Dalam perjalanan panjang sampai dengan Tahun 2000, Wilayah Administrasi
Provinsi Sulawesi Utara terdiri dari 5 Kabupaten dan 3 Kotamadaya yaitu
: Kabupaten Minahasa, Bolaang Mongondow, Gorontalo, Sangihe dan Talaud,
Boalemo serta Kotamadya Manado, Bitung dan Gorontalo.
Selanjutnya seiring dengan
nuansa reformasi dan otonomi daerah, maka telah dilakukan pemekaran
wilayah dengan terbentuknya Provinsi Gorontalo sebagai hasil pemekaran
dari Provinsi Sulawesi Utara melalui Undang-undang Nomor 38 Tahun 2000.
Dengan demikian, wilayah Provinsi Sulawesi Utara setelah pemekaran
provinsi meliputi : Kabupaten Sangihe dan Talaud, Kabupaten Minahasa,
Kabupaten Bolaang Mongondow, Kota Manado dan Kota Bitung. Hingga saat
ini telah terjadi pemekaran kabupaten dengan ketambahan kabupaten baru
yaitu Kabupaten Talaud berdasarkan Undang-undang Nomor 8 Tahun 2002
serta Kabupaten Minahasa Selatan dan Kota Tomohon berdasarkan
Undang-undang Nomor 10 Tahun 2003, dan Kabupaten Minahasa Utara
berdasarkan Undang-undang Nomor 33 Tahun 2003.
Dengan berakhirnya kepemimpinan
Drs. A.J. Sondakh dan F.H. Sualang 2000 – 2005, maka perlu dilaksanakan
pemilihan kepala daerah; gubernur dan wakil gubernur di daerah ini.
untuk itu, guna menindaklanjuti masa transisi menuju kepemimpinan kepala
daerah yang definitif, maka Ir. Lucky Harry Korah, M.Si. dilantik oleh
Menteri Dalam Negeri pada tanggal 17 Maret 2005 di Jakarta sebagai
Penjabat Gubernur Sulawesi Utara dengan tugas memfasilitasi dan
mengawasi jalannya pemilihan gubernur dan wakil gubernur secara
langsung.
Pada tanggal 21 Juli 2005 untuk
pertama kali di Indonesia dilakukan pemilihan Gubernur dan Wakil
Gubernur Sulawesi Utara secara langsung oleh rakyat, dimana berhasil
terpilih pasangan S.H. Sarundajang sebagai Gubernur Sulawesi Utara dan
F.H. Sualang sebagai Wakil Gubernur Sulawesi Utara untuk masa bhakti
2005 – 2010. Sedangkan Ketua DPRD dijabat oleh Drs. Syarial Damapolii
yang dibantu oleh wakil ketua masing-masing Djendri Keintjem, R.

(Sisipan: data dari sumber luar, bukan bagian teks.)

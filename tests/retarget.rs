use glam::{Quat, Vec3};
use pose_retarget_rs::test_utils::{compare_poses, posed_global, BIPED_PELVIS};
use pose_retarget_rs::*;
use std::sync::Arc;

mod common;

const DT: f32 = 1.0 / 30.0;

fn bone(skeleton: &Skeleton, name: &str) -> usize {
    return skeleton.bone_by_name(name).unwrap();
}

#[test]
fn test_identity_reproduces_source() {
    let mut biped = common::biped_processor(1.0, 1.0, common::biped_asset(IKChainsSettings::default()));
    let source = posed_global(&biped.source, |_, local| {
        local[1].translation += Vec3::new(2.0, 3.0, 0.0);
        local[2].rotation = Quat::from_rotation_y(0.3);
        local[8].rotation = Quat::from_rotation_x(0.4);
        local[15].rotation = Quat::from_rotation_x(0.9);
        local[19].rotation = Quat::from_rotation_y(-0.5);
    });
    let output = biped.processor.run_retargeter(&source, &biped.profile, DT).to_vec();
    compare_poses(&output, &source, 1e-3).unwrap();
}

#[test]
fn test_scaled_pelvis_and_planted_feet() {
    let mut biped = common::biped_processor(1.0, 2.0, common::biped_asset(IKChainsSettings::default()));
    let pelvis = bone(&biped.source, BIPED_PELVIS);
    let foot = bone(&biped.target, "foot_l");

    // source pelvis 100 -> 110, target pelvis 200 -> 220
    let source = posed_global(&biped.source, |_, local| local[pelvis].translation.z += 10.0);
    let output = biped.processor.run_retargeter(&source, &biped.profile, DT).to_vec();
    assert!(output[pelvis].translation.abs_diff_eq(Vec3::new(0.0, 0.0, 220.0), 1e-3));

    // vertical pelvis motion is removed from the foot goals
    assert!(output[foot].translation.abs_diff_eq(Vec3::new(20.0, 0.0, 10.0), 1e-2));

    // without IK the legs follow the pelvis
    biped.profile.force_all_ik_off = true;
    let output = biped.processor.run_retargeter(&source, &biped.profile, DT).to_vec();
    assert!(output[foot].translation.abs_diff_eq(Vec3::new(20.0, 0.0, 30.0), 1e-2));
    assert!(!biped.processor.log().contains(LogLevel::Info, "re-initializing"));
}

#[test]
fn test_fk_one_to_one() {
    let mut asset = common::biped_asset(IKChainsSettings::default());
    let fk = FKChainsSettings {
        chains: vec![FKChainSettings {
            rotation_mode: FKRotationMode::OneToOne,
            ..FKChainSettings::new("LeftArm")
        }],
        ..Default::default()
    };
    asset.ops_mut().op_mut("FK").unwrap().set_settings(&OpSettings::FKChains(fk)).unwrap();
    asset.ops_mut().op_mut("Run IK").unwrap().set_enabled(false);
    let mut biped = common::biped_processor(1.0, 1.0, asset);

    let lowerarm = bone(&biped.source, "lowerarm_l");
    let rotation = Quat::from_rotation_z(0.7);
    let source = posed_global(&biped.source, |_, local| local[lowerarm].rotation = rotation);
    let output = biped.processor.run_retargeter(&source, &biped.profile, DT).to_vec();

    let target = biped.processor.target_hierarchy().unwrap().hierarchy();
    let mut local = vec![Transform::IDENTITY; output.len()];
    target.update_local_transforms_all(&mut local, &output);
    let reference = target.retarget_local_pose();
    assert!(local[lowerarm].rotation.abs_diff_eq(reference[lowerarm].rotation * rotation, 1e-4));
    assert!(local[lowerarm - 1].abs_diff_eq(&reference[lowerarm - 1], 1e-4));
}

#[test]
fn test_ik_extension() {
    let ik = IKChainsSettings {
        chains: vec![IKChainSettings {
            extension: 2.0,
            ..IKChainSettings::new("LeftLeg")
        }],
        ..Default::default()
    };
    let mut biped = common::biped_processor(1.0, 1.0, common::biped_asset(ik));
    let source = biped.source.ref_pose_global();
    let output = biped.processor.run_retargeter(&source, &biped.profile, DT).to_vec();

    // thigh (10, 0, 95), foot (10, 0, 5), reach doubled from the thigh
    let foot_l = bone(&biped.target, "foot_l");
    let foot_r = bone(&biped.target, "foot_r");
    assert!(output[foot_l].translation.abs_diff_eq(Vec3::new(10.0, 0.0, -85.0), 1e-2));
    assert!(output[foot_r].translation.abs_diff_eq(Vec3::new(-10.0, 0.0, 5.0), 1e-2));
    assert!(biped.processor.goals().goal("LeftFootIK").is_some());
}

#[test]
fn test_children_run_before_parents() {
    // "IK" was added after its parent, setting the parent moved it up
    let asset = common::biped_asset(IKChainsSettings::default());
    let names: Vec<&str> = asset.ops().iter().map(|op| op.name()).collect();
    assert_eq!(names, vec!["Pelvis", "FK", "IK", "Run IK"]);

    let biped = common::biped_processor(1.0, 1.0, asset);
    let ops = biped.processor.ops().unwrap();
    let names: Vec<&str> = ops.iter().map(|op| op.name()).collect();
    assert_eq!(names, vec!["Pelvis", "FK", "IK", "Run IK"]);
    assert_eq!(ops.parent_index(2), Some(3));
    assert!(ops.iter().all(|op| op.is_initialized()));
}

#[test]
fn test_debug_sink_sees_every_op() {
    let mut biped = common::biped_processor(1.0, 1.0, common::biped_asset(IKChainsSettings::default()));
    let sink = Arc::new(SnapshotDebugSink::new());
    biped.processor.set_debug_sink(Some(sink.clone() as Arc<dyn DebugSink>));

    let source = biped.source.ref_pose_global();
    let output = biped.processor.run_retargeter(&source, &biped.profile, DT).to_vec();
    let snapshot = sink.snapshot().unwrap().unwrap();
    let names: Vec<&str> = snapshot.ops.iter().map(|(name, _)| name.as_str()).collect();
    assert_eq!(names, vec!["Pelvis", "FK", "IK", "Run IK"]);
    assert_eq!(snapshot.output, output);

    biped.processor.set_op_enabled("FK", false);
    biped.processor.run_retargeter(&source, &biped.profile, DT);
    assert_eq!(sink.snapshot().unwrap().unwrap().ops.len(), 3);
    assert_eq!(sink.num_frames().unwrap(), 2);
}

#[test]
fn test_fallback_and_reinitialize() {
    common::init_logger();
    let source = Arc::new(test_utils::new_biped_skeleton(1.0));
    let target = Arc::new(test_utils::new_biped_skeleton(1.5));
    let profile = RetargetProfile::new();
    let mut processor = RetargetProcessor::new();

    assert!(!processor.initialize(Some(source.clone()), Some(target.clone()), None, &profile));
    let pose = source.ref_pose_global();
    assert_eq!(processor.run_retargeter(&pose, &profile, DT), target.ref_pose_global().as_slice());

    let mut asset = common::biped_asset(IKChainsSettings::default());
    assert!(processor.initialize(Some(source.clone()), Some(target.clone()), Some(Arc::new(asset.clone())), &profile));
    assert!(processor.is_ready());

    // an edited asset is handed over as a new Arc and rebuilds the processor
    asset.set_copy_base_pose(CopyBasePoseSettings {
        enabled: true,
        copy_base_pose_root: "spine_02".into(),
        ..Default::default()
    });
    processor.log_mut().clear();
    assert!(processor.initialize(Some(source), Some(target), Some(Arc::new(asset)), &profile));
    assert!(processor.log().contains(LogLevel::Info, "initialized"));
}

Pandegirot, dan Arthur Kotambunan. Untuk Sekretaris daerah selama
periode pertama dipegang oleh Dr. Johanis Kaloh kemudian dilanjutkan
oleh Drs. R.J. Mamuaja pada tahun 2006, sampai saat ini. Namun dalam
masa tugas Drs. R.J. Mamuaja juga ditunjuk Plt. Sekretaris daerah yaitu
berturut turut Hr. Makagansa dan Siswa Rahmat Mokodongan.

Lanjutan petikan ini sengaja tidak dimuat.